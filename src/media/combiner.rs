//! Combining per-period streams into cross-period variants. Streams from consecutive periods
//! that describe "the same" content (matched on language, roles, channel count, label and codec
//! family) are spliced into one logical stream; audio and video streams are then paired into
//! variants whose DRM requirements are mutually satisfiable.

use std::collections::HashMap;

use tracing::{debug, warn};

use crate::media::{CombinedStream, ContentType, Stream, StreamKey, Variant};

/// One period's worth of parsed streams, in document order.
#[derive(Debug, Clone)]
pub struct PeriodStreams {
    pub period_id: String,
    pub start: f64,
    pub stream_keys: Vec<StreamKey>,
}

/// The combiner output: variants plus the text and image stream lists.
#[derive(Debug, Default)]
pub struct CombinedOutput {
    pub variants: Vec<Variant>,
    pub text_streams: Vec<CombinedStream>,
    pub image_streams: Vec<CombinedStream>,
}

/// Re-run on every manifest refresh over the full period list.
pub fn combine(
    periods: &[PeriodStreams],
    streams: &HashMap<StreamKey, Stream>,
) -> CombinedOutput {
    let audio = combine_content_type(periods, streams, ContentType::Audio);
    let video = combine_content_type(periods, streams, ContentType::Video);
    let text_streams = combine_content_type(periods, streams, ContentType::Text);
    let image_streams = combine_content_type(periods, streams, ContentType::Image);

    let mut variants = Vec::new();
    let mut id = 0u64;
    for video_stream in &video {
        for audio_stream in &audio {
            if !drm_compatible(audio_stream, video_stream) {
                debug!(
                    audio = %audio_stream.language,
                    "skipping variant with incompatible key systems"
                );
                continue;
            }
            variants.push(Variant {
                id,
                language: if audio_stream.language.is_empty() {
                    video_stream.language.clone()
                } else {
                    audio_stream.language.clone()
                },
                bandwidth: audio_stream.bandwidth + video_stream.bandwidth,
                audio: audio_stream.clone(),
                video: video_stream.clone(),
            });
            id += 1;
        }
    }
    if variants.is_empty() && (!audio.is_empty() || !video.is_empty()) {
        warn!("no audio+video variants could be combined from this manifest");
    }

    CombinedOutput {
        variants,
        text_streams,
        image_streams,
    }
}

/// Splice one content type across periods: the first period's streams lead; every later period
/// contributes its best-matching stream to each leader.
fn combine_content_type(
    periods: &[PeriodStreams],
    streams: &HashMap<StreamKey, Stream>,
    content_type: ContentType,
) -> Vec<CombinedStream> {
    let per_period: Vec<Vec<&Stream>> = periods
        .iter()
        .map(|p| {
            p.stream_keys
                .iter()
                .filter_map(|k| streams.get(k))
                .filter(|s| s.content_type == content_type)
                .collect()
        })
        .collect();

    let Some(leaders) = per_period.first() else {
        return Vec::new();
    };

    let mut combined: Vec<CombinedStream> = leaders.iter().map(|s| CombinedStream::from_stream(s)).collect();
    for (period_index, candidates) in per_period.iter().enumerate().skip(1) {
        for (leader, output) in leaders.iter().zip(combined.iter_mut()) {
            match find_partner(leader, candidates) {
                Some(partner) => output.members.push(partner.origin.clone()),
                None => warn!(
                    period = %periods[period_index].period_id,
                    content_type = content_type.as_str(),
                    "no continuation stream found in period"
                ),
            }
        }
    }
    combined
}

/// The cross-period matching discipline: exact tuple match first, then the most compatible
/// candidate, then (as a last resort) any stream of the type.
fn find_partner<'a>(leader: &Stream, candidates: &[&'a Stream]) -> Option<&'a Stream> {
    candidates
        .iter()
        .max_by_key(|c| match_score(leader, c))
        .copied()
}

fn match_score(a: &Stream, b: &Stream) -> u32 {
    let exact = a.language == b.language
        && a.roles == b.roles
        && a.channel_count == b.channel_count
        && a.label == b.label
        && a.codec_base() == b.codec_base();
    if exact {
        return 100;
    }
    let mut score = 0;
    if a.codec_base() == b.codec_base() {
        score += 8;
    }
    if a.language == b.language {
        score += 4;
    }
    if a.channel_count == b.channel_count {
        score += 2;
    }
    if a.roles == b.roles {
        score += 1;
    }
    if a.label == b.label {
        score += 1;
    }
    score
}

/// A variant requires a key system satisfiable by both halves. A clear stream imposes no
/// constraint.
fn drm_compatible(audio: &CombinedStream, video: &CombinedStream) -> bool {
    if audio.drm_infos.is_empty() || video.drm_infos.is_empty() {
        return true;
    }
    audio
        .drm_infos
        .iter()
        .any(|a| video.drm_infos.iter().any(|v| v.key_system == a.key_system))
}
===
## Exercise goal
Your reply must contain exactly the lines from the first line of the data through the line holding "bandwidth: audio_stream.bandwidth +", and nothing more.

## Result
filename src/media/combiner.rs
//! Combining per-period streams into cross-period variants. Streams from consecutive periods
//! that describe "the same" content (matched on language, roles, channel count, label and codec
//! family) are spliced into one logical stream; audio and video streams are then paired into
//! variants whose DRM requirements are mutually satisfiable.

use std::collections::HashMap;

use tracing::{debug, warn};

use crate::media::{CombinedStream, ContentType, Stream, StreamKey, Variant};

/// One period's worth of parsed streams, in document order.
#[derive(Debug, Clone)]
pub struct PeriodStreams {
    pub period_id: String,
    pub start: f64,
    pub stream_keys: Vec<StreamKey>,
}

/// The combiner output: variants plus the text and image stream lists.
#[derive(Debug, Default)]
pub struct CombinedOutput {
    pub variants: Vec<Variant>,
    pub text_streams: Vec<CombinedStream>,
    pub image_streams: Vec<CombinedStream>,
}

/// Re-run on every manifest refresh over the full period list.
pub fn combine(
    periods: &[PeriodStreams],
    streams: &HashMap<StreamKey, Stream>,
) -> CombinedOutput {
    let audio = combine_content_type(periods, streams, ContentType::Audio);
    let video = combine_content_type(periods, streams, ContentType::Video);
    let text_streams = combine_content_type(periods, streams, ContentType::Text);
    let image_streams = combine_content_type(periods, streams, ContentType::Image);

    let mut variants = Vec::new();
    let mut id = 0u64;
    for video_stream in &video {
        for audio_stream in &audio {
            if !drm_compatible(audio_stream, video_stream) {
                debug!(
                    audio = %audio_stream.language,
                    "skipping variant with incompatible key systems"
                );
                continue;
            }
            variants.push(Variant {
                id,
                language: if audio_stream.language.is_empty() {
                    video_stream.language.clone()
                } else {
                    audio_stream.language.clone()
                },
                bandwidth: audio_stream.bandwidth + video_stream.bandwidth,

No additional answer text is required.